「昨日までの世界―文明の源流と人類の未来」の著作であるジャレド・ダイアモンド氏は、とても興味のあるところに注目しています。それは、父母以外の人間が、子どもの面倒を見る頻度はどのくらいあるかという調査です。現代の社会において母親、父親の育児分担はとても増え、最近の問題として、保育園に子どもを預けることを含めて、親以外の他人の育児参加を伝統的社会ではどのように行ってきたのか、それは、子どもにとってどのような意味を持ってきたのかを調べることは、とても意味あることのように思います。
狩猟採集民の小規模血縁集団では、赤ん坊が生まれて1時間も経たないうちに、その子のアロペアレンティングが始まるそうです。このアロペアレンティングとは、代理養育と呼ばれ、生物学的な親以外の人間が子どもの世話をやいたり、面倒をみたりする養育スタイルのことを言います。

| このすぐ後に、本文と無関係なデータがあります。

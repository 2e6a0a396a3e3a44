//! Fundamental types for the ctgossip protocol.
//!
//! This crate defines the data model shared across every other crate in the
//! workspace: attestation kinds and phases, the ten concrete wire types, the
//! gossip object itself, logical object identities, the compact payload
//! notification record, and the node-wide threshold parameters.

pub mod error;
pub mod notification;
pub mod object;
pub mod params;
pub mod wire;

pub use error::GossipError;
pub use notification::PayloadNotification;
pub use object::{derive_object_id, GossipObject, ObjectId, SignatureScheme};
pub use params::ThresholdParams;
pub use wire::{Kind, Phase, WireType};
//! HTTP POST + JSON relay over reqwest.

use std::sync::Arc;
use std::time::Duration;

use rand::Rng;

use ctgossip_types::{GossipObject, PayloadNotification, WireType};

use crate::stats::TrafficStats;
use crate::Relay;

/// Request timeout for outbound peer calls. There is no retry: a failed send
/// is logged and the epidemic protocol delivers via another path.
const SEND_TIMEOUT: Duration = Duration::from_secs(10);

#[derive(Debug, thiserror::Error)]
pub enum RelayError {
    #[error("http error: {0}")]
    Http(#[from] reqwest::Error),

    #[error("serialization error: {0}")]
    Serialization(#[from] serde_json::Error),
}

/// How an object should go out on the wire, given the size threshold.
#[derive(Clone, Debug, PartialEq, Eq)]
pub enum BroadcastPlan {
    /// POST the object to each peer's wire-type endpoint. For an oversized
    /// REV_FRAG this carries the object with content slots stripped
    /// (receivers correlate with the REV_INIT they already hold).
    Forward(GossipObject),
    /// The object is an oversized REV_INIT: send a compact notification and
    /// serve the payload on pull.
    Notify(PayloadNotification),
}

/// Decide how to broadcast `obj` under the configured size threshold.
pub fn plan_broadcast(obj: &GossipObject, self_url: &str, threshold: usize) -> BroadcastPlan {
    let size = serde_json::to_vec(obj).map(|b| b.len()).unwrap_or(0);
    if size <= threshold {
        return BroadcastPlan::Forward(obj.clone());
    }
    match obj.wire_type {
        WireType::RevInit => BroadcastPlan::Notify(PayloadNotification {
            sender: self_url.to_string(),
            period: obj.period.clone(),
            wire_type: obj.wire_type,
            entity_url: obj.entity_url().to_string(),
        }),
        WireType::RevFrag => {
            let mut stripped = obj.clone();
            stripped.payload[1] = String::new();
            stripped.payload[2] = String::new();
            BroadcastPlan::Forward(stripped)
        }
        _ => BroadcastPlan::Forward(obj.clone()),
    }
}

/// Relay implementation that POSTs JSON bodies to each peer's endpoints.
///
/// Every send is spawned as its own task so one slow or unreachable peer
/// cannot delay delivery to the others or block the handler.
pub struct HttpRelay {
    client: reqwest::Client,
    self_url: String,
    peers: Vec<String>,
    owner_url: String,
    payload_threshold: usize,
    latency_bounds_ms: Option<(u64, u64)>,
    stats: Arc<TrafficStats>,
}

impl HttpRelay {
    pub fn new(
        self_url: impl Into<String>,
        peers: Vec<String>,
        owner_url: impl Into<String>,
        payload_threshold: usize,
        stats: Arc<TrafficStats>,
    ) -> Self {
        Self {
            client: reqwest::Client::new(),
            self_url: self_url.into(),
            peers,
            owner_url: owner_url.into(),
            payload_threshold,
            latency_bounds_ms: None,
            stats,
        }
    }

    /// Inject a uniformly random delay before every outbound send, for
    /// fault testing.
    pub fn with_simulated_latency(mut self, min_ms: u64, max_ms: u64) -> Self {
        self.latency_bounds_ms = Some((min_ms, max_ms.max(min_ms)));
        self
    }

    pub fn stats(&self) -> Arc<TrafficStats> {
        Arc::clone(&self.stats)
    }

    fn spawn_post(&self, url: String, body: Vec<u8>) {
        let client = self.client.clone();
        let stats = Arc::clone(&self.stats);
        let latency = self.latency_bounds_ms;
        tokio::spawn(async move {
            if let Some((min_ms, max_ms)) = latency {
                let delay = rand::thread_rng().gen_range(min_ms..=max_ms);
                tokio::time::sleep(Duration::from_millis(delay)).await;
            }
            let len = body.len() as u64;
            let result = client
                .post(&url)
                .header("content-type", "application/json")
                .body(body)
                .timeout(SEND_TIMEOUT)
                .send()
                .await;
            match result {
                Ok(resp) if resp.status().is_success() => stats.record_sent(len),
                Ok(resp) => {
                    tracing::warn!(url = %url, status = %resp.status(), "peer rejected relay message");
                }
                Err(e) => {
                    tracing::warn!(url = %url, error = %e, "peer unreachable, no retry");
                }
            }
        });
    }

    /// Pull the full object behind a notification from its sender.
    pub async fn fetch_payload(
        &self,
        notification: &PayloadNotification,
    ) -> Result<GossipObject, RelayError> {
        let url = format!("{}/gossip/new_payload_request", notification.sender);
        let resp = self
            .client
            .post(&url)
            .json(notification)
            .timeout(SEND_TIMEOUT)
            .send()
            .await?
            .error_for_status()?;
        let bytes = resp.bytes().await?;
        self.stats.record_received(bytes.len() as u64);
        Ok(serde_json::from_slice(&bytes)?)
    }
}

impl Relay for HttpRelay {
    fn broadcast(&self, obj: &GossipObject) {
        let (path, body) = match plan_broadcast(obj, &self.self_url, self.payload_threshold) {
            BroadcastPlan::Forward(forward) => {
                let body = match serde_json::to_vec(&forward) {
                    Ok(b) => b,
                    Err(e) => {
                        tracing::error!(wire_type = %forward.wire_type, error = %e, "object serialization failed");
                        return;
                    }
                };
                (format!("/gossip/{}", forward.wire_type.path_suffix()), body)
            }
            BroadcastPlan::Notify(notification) => {
                let body = match serde_json::to_vec(&notification) {
                    Ok(b) => b,
                    Err(e) => {
                        tracing::error!(error = %e, "notification serialization failed");
                        return;
                    }
                };
                ("/gossip/new_payload_notification".to_string(), body)
            }
        };
        for peer in &self.peers {
            self.spawn_post(format!("{peer}{path}"), body.clone());
        }
    }

    fn send_to_owner(&self, obj: &GossipObject) {
        let body = match serde_json::to_vec(obj) {
            Ok(b) => b,
            Err(e) => {
                tracing::error!(wire_type = %obj.wire_type, error = %e, "object serialization failed");
                return;
            }
        };
        let url = format!("{}/receive-gossip-from-gossiper", self.owner_url);
        self.spawn_post(url, body);
    }
}

#[cfg(test)]
mod tests {
    use super::*;
    use ctgossip_types::SignatureScheme;

    const SELF_URL: &str = "https://gossiper-1.example";

    fn obj(wire_type: WireType, content: &str) -> GossipObject {
        GossipObject {
            app: "ct".into(),
            period: "p1".into(),
            wire_type,
            signer: "https://ca.example".into(),
            co_signers: Vec::new(),
            signature: "aa".into(),
            second_signature: None,
            timestamp: 1,
            scheme: SignatureScheme::Ed25519,
            payload: ["https://ca.example".into(), content.into(), String::new()],
        }
    }

    #[test]
    fn small_objects_forward_unchanged() {
        let o = obj(WireType::RevInit, "small");
        match plan_broadcast(&o, SELF_URL, 1 << 20) {
            BroadcastPlan::Forward(f) => assert_eq!(f, o),
            other => panic!("expected Forward, got {other:?}"),
        }
    }

    #[test]
    fn oversized_rev_init_becomes_notification() {
        let o = obj(WireType::RevInit, &"x".repeat(4096));
        match plan_broadcast(&o, SELF_URL, 1024) {
            BroadcastPlan::Notify(n) => {
                assert_eq!(n.sender, SELF_URL);
                assert_eq!(n.period, "p1");
                assert_eq!(n.wire_type, WireType::RevInit);
                assert_eq!(n.entity_url, "https://ca.example");
            }
            other => panic!("expected Notify, got {other:?}"),
        }
    }

    #[test]
    fn oversized_rev_frag_is_stripped() {
        let o = obj(WireType::RevFrag, &"x".repeat(4096));
        match plan_broadcast(&o, SELF_URL, 1024) {
            BroadcastPlan::Forward(f) => {
                assert_eq!(f.payload[0], o.payload[0]);
                assert!(f.payload[1].is_empty());
                assert!(f.payload[2].is_empty());
                assert_eq!(f.signature, o.signature);
            }
            other => panic!("expected Forward, got {other:?}"),
        }
    }

    #[test]
    fn oversized_other_types_forward_in_full() {
        let o = obj(WireType::SthInit, &"x".repeat(4096));
        match plan_broadcast(&o, SELF_URL, 1024) {
            BroadcastPlan::Forward(f) => assert_eq!(f, o),
            other => panic!("expected Forward, got {other:?}"),
        }
    }
}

このような養育は、人類が誕生したころからも、小さな貝殻を遺跡から発掘した時にも、それは、赤ちゃんをみんなで養育する証であることではないかと考えられています。同様に、アカ・ピグミー族やエフェ・ピグミー族は、生まれたばかりの赤ん坊が、焚き火の周りでグルグルと人のあいだを手渡しで回され、大人たちも年長の子どもたちも、みな同じように、赤ん坊を手渡しし、ほおずりをしてみたり、そっとゆすってみたり、歌を歌って聞かせてみたり、理解できるはずもないのに言葉をかけてみたりするそうです。確か、NHKヒューマンでは、アフリカのクン族では、そのように赤ちゃんを手渡しながら首に首飾りを下げてあげます。発掘された貝殻はそのように使われたのではないかと思われているのです。]赤ん坊が手渡しされる平均回数を実際に数えた人類学者の報告では、エフェ・ピグミー族とアカ・ピグミー族の赤ん坊の場合、一時間に平均八回いろいろな人に手渡されていたそうです。
また、狩猟採集民のあいだでは、赤ん坊の世話が共同作業になっていて、母親と父親や親代わりの大人とが育児を分担していたようです。それは、父親や親代わりの大人とは、たとえば祖父母、おば、大おば、他の村人、年長の兄弟といった人たちです。これに関しても、人類学者が実際に人数を数えてみると、数時間という観察時間のあいだに、アカ・ピグミー族の赤ん坊は7,8人に面倒をみてもらっており、エフェ・ピグミー族の生後四カ月の赤ん坊は14人に面倒をみてもらっていたそうです。そして、この面倒を見た仲間のことを「家族」といったのです。この調査報告は、他の報告とも合致します。また、人類の生理学的特徴が裏付けます。特にその時に大きな役目を担ったのが、祖父母です。ジャレド氏も、狩猟採集社会では、父母と一緒に、乳幼児が食料の調達に同行することはあまりないので、赤ん坊や幼児は祖父母と一緒に野営地に残り、父母が心おきなく食料探しに専心できるようにしているといます。そして、父母が出かけている間は、農耕民族と違って、夜になったら帰ってくるというわけではなく、数日の場合もあれば、数週間にわたる場合もあったようです。
親、特に母親から離れて育児された子はどうかというと、こんなデータがあります。子どもの体重増加をみると、東アフリカのハヅァ族では、祖母が子どもの身の回りの世話などをしている場合と、そうでない場合とでは、祖母が養育に関与している子どものほうが体重増加のペースが速いそうです。
このように、いつの時代にも子育てはたくさんの人を介して行われてきました。それは日本に関しても同じです。田畑を耕しながら、家族や親せき、近所の方も一緒になって子育てを行ってきました。このような伝統的な子育てが出来なくなってきた現代は、やはり保育園を上手に活用し、子ども達の育ちをみんなで保障していく必要があります。決して小さいうちから預けることはかわいそうな事ではなく、「3歳までは家庭で・・・」と言われていたのがなぜなのかと言うことが疑問に思います。昔から、多くの人によって育てられた子ども達はたくましく育ちます。保育園では、多くの先生との関わりがあり、初めての社会を経験できます。
どうか、子どもと一緒にいられる時間を大切にしながら、子ども達の育ちを共に支えていきましょう。